Les représentants des syndicats ont ainsi défini plusieurs points qu'ils jugent essentiels quant à la gestion des effets économiques et sociaux des mutations industrielles. La CES met en exergue le rôle central des travailleurs et des pouvoirs publics. Aux premiers, il faut garantir des formations et une éducation continues. À travers des mécanismes d'information, de consultation et de participation, le rôle des employés devrait être renforcé dans la gestion stratégique des entreprises. Quant aux pouvoirs publics, leur politique industrielle devrait être centrée sur la création d'emploi, tout en instaurant des « filets de sécurité » au cas où la restructuration d'une entreprise se traduit par des licenciements. Finalement, la CES demande qu'un cadre juridique européen soit mis en place pour préserver le rôle clé des négociations collectives, qui sont aujourd'hui, dans de nombreux États membres, décentralisées au profit d'accords spécifiques aux entreprises (EUROPE nº 10583).

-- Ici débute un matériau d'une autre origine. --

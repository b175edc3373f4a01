#![forbid(unsafe_code)]
#![deny(
    unused_must_use,
    unreachable_pub,
    clippy::all,
    clippy::pedantic,
    clippy::nursery,
    rustdoc::broken_intra_doc_links,
    rustdoc::bare_urls,
    missing_docs
)]

//! Binary entrypoint for the flvd download service.

use flvd_app::{AppResult, run_app};

/// Serves download and removal calls until SIGINT or SIGTERM.
#[tokio::main]
async fn main() -> AppResult<()> {
    run_app().await
}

Selon les syndicats, la Commission a trop tardé pour proposer une stratégie cohérente en matière de gestion sociale du changement et des restructurations. « Nous avons attendu 15 ans pour que les recommandations de Gyllenhammar soient prises en considération. Durant ces 15 années, des millions de travailleurs européens ont été victimes de processus de restructuration mal planifiés et mis en œuvre de manière injuste », a déclaré Judith Kirton-Darling, secrétaire confédérale de la CES, lundi 2 avril, en faisant référence au rapport de la Commission établi en 1998 par un groupe d'experts présidé par Pehr Gyllenhammar. Ce rapport soulignait notamment, dans ses recommandations, la responsabilité importante des entreprises en ce qui concerne l'anticipation du changement, afin d'éviter les pertes d'emploi. Toutefois, signe d'une évolution en matière de politique industrielle, le rapport de 1998 préconisait aussi que les pouvoirs publics s'abstiennent de s'immiscer dans les mutations industrielles. Or, dans son dernier Livre vert, la Commission posait la question suivante: comment l'action publique peut-elle faciliter les changements et les restructurations des entreprises ? (JK)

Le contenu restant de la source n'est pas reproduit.